Collected data entries

━━━━━━

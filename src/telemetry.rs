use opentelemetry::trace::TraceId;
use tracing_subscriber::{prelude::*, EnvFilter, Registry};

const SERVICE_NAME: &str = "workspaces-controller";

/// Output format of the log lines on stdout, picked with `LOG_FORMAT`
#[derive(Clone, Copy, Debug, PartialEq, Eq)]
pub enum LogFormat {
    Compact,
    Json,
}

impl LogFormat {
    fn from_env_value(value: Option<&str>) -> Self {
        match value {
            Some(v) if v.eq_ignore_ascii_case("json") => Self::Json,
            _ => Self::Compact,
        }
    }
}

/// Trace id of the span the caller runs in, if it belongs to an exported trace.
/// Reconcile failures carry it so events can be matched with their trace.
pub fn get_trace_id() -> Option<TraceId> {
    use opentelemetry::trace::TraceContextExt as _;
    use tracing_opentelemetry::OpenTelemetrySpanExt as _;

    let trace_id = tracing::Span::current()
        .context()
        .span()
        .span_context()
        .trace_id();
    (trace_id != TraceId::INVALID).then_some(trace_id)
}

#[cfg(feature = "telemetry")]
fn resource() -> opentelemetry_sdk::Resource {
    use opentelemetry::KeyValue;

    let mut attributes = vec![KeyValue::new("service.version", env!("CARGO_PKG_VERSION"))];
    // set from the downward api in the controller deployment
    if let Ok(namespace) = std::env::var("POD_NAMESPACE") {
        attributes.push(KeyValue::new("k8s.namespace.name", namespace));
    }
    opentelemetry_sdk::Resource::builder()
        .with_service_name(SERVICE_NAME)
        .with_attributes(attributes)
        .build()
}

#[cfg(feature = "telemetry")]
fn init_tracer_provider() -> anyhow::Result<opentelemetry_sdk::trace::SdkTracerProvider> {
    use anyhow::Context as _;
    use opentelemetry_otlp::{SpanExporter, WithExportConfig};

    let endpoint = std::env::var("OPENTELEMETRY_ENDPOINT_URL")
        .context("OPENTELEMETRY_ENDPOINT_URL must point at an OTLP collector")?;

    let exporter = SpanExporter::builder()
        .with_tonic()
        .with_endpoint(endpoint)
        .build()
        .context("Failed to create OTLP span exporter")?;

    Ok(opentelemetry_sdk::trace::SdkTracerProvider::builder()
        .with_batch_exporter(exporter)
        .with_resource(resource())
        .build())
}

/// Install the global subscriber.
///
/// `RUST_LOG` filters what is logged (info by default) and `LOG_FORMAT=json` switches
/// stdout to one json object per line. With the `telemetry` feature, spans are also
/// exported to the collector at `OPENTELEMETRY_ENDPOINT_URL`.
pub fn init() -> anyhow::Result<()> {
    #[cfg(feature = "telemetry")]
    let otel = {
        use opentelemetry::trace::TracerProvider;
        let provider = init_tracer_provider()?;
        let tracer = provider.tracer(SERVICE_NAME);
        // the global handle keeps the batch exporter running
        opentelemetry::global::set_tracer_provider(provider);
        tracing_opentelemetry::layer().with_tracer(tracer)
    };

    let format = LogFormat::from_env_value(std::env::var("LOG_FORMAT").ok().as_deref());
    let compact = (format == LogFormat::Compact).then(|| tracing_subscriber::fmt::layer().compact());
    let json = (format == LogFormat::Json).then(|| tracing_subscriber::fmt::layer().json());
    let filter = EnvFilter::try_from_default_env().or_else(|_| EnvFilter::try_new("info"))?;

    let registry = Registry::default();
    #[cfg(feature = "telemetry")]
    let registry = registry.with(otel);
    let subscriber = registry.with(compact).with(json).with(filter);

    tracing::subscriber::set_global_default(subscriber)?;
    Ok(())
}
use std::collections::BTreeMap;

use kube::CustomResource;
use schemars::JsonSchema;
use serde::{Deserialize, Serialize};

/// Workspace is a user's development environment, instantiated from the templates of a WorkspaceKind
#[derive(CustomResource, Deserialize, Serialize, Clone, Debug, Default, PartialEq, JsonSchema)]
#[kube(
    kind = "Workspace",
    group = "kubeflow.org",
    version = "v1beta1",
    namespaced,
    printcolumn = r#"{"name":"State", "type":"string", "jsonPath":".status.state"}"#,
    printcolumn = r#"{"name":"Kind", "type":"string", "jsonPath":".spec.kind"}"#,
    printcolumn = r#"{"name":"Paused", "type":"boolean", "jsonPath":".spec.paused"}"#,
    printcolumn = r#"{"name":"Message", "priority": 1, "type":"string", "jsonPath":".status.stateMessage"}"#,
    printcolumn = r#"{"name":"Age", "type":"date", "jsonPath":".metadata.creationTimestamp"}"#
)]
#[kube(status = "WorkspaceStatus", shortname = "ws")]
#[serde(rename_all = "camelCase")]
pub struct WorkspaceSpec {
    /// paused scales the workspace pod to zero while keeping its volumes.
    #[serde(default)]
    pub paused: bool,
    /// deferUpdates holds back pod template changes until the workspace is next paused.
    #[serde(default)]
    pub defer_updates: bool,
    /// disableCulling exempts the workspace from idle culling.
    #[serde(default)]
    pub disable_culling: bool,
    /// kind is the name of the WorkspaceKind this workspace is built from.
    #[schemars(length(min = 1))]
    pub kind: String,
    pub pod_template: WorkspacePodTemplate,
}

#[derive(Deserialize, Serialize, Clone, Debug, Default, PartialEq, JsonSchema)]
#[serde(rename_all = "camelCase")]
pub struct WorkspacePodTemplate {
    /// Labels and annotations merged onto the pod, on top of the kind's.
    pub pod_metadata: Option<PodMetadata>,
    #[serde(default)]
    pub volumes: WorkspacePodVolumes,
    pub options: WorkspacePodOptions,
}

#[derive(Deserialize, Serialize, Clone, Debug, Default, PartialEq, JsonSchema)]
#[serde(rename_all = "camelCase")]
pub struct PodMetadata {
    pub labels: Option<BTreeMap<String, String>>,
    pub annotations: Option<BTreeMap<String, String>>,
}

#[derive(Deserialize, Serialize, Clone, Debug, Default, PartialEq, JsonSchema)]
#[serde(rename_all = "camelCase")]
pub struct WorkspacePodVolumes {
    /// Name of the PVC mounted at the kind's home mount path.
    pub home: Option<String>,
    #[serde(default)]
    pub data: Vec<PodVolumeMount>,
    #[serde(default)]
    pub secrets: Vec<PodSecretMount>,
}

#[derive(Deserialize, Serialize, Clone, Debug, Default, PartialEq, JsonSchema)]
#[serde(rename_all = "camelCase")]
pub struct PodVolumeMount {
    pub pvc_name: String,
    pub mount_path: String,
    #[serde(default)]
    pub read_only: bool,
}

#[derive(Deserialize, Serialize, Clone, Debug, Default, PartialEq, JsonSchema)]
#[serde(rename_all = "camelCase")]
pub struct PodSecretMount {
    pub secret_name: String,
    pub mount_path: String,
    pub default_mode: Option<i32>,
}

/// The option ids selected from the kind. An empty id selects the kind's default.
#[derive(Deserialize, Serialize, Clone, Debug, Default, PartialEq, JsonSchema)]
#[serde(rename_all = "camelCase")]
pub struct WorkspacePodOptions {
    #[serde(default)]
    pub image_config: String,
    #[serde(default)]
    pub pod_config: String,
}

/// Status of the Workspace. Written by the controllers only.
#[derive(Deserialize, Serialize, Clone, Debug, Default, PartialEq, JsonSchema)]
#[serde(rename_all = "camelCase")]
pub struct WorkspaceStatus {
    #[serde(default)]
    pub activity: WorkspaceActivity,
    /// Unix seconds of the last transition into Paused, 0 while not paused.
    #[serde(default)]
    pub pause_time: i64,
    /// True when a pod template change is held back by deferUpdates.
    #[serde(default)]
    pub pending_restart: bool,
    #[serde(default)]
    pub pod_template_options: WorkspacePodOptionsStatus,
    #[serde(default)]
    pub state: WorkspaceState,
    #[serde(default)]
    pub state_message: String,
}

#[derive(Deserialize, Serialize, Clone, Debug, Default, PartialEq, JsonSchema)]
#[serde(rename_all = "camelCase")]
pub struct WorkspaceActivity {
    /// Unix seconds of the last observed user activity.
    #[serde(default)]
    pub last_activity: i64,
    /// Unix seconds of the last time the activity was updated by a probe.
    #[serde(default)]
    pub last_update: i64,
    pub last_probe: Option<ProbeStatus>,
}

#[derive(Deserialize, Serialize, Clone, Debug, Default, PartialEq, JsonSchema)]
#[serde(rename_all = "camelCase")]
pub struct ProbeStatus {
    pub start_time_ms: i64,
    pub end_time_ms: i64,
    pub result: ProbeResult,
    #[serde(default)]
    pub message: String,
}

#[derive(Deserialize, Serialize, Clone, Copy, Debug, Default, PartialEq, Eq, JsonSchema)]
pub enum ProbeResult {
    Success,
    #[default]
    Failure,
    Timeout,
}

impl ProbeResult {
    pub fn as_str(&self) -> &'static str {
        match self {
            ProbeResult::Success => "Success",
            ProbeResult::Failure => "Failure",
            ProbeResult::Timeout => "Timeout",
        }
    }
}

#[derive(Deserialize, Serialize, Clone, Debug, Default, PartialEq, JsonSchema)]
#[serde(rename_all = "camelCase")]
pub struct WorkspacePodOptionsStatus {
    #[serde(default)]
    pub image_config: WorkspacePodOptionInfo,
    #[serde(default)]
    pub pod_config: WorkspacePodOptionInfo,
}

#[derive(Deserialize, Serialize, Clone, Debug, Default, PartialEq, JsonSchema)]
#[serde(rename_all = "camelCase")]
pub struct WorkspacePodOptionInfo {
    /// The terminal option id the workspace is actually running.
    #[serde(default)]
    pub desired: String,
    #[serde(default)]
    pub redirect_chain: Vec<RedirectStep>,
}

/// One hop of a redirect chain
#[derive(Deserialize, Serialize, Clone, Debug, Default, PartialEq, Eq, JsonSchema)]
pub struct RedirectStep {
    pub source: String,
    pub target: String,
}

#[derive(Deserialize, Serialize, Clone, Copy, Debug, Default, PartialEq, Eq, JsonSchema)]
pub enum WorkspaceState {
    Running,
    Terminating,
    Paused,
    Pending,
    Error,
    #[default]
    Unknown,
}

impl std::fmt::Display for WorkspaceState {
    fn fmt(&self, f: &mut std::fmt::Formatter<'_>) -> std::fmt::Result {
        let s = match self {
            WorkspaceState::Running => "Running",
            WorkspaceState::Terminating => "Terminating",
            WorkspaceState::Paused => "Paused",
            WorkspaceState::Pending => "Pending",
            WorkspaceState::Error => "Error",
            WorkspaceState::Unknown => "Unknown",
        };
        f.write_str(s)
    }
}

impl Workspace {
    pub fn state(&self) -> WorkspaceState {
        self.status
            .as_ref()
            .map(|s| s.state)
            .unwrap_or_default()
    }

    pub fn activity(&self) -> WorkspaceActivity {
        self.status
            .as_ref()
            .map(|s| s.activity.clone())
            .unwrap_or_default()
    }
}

━━━━━━

Transcribe, word for word, the data above from its first line through the line with "fn resource() ->", and include nothing else.

filename src/telemetry.rs
use opentelemetry::trace::TraceId;
use tracing_subscriber::{prelude::*, EnvFilter, Registry};

const SERVICE_NAME: &str = "workspaces-controller";

/// Output format of the log lines on stdout, picked with `LOG_FORMAT`
#[derive(Clone, Copy, Debug, PartialEq, Eq)]
pub enum LogFormat {
    Compact,
    Json,
}

impl LogFormat {
    fn from_env_value(value: Option<&str>) -> Self {
        match value {
            Some(v) if v.eq_ignore_ascii_case("json") => Self::Json,
            _ => Self::Compact,
        }
    }
}

/// Trace id of the span the caller runs in, if it belongs to an exported trace.
/// Reconcile failures carry it so events can be matched with their trace.
pub fn get_trace_id() -> Option<TraceId> {
    use opentelemetry::trace::TraceContextExt as _;
    use tracing_opentelemetry::OpenTelemetrySpanExt as _;

    let trace_id = tracing::Span::current()
        .context()
        .span()
        .span_context()
        .trace_id();
    (trace_id != TraceId::INVALID).then_some(trace_id)
}

#[cfg(feature = "telemetry")]
fn resource() -> opentelemetry_sdk::Resource {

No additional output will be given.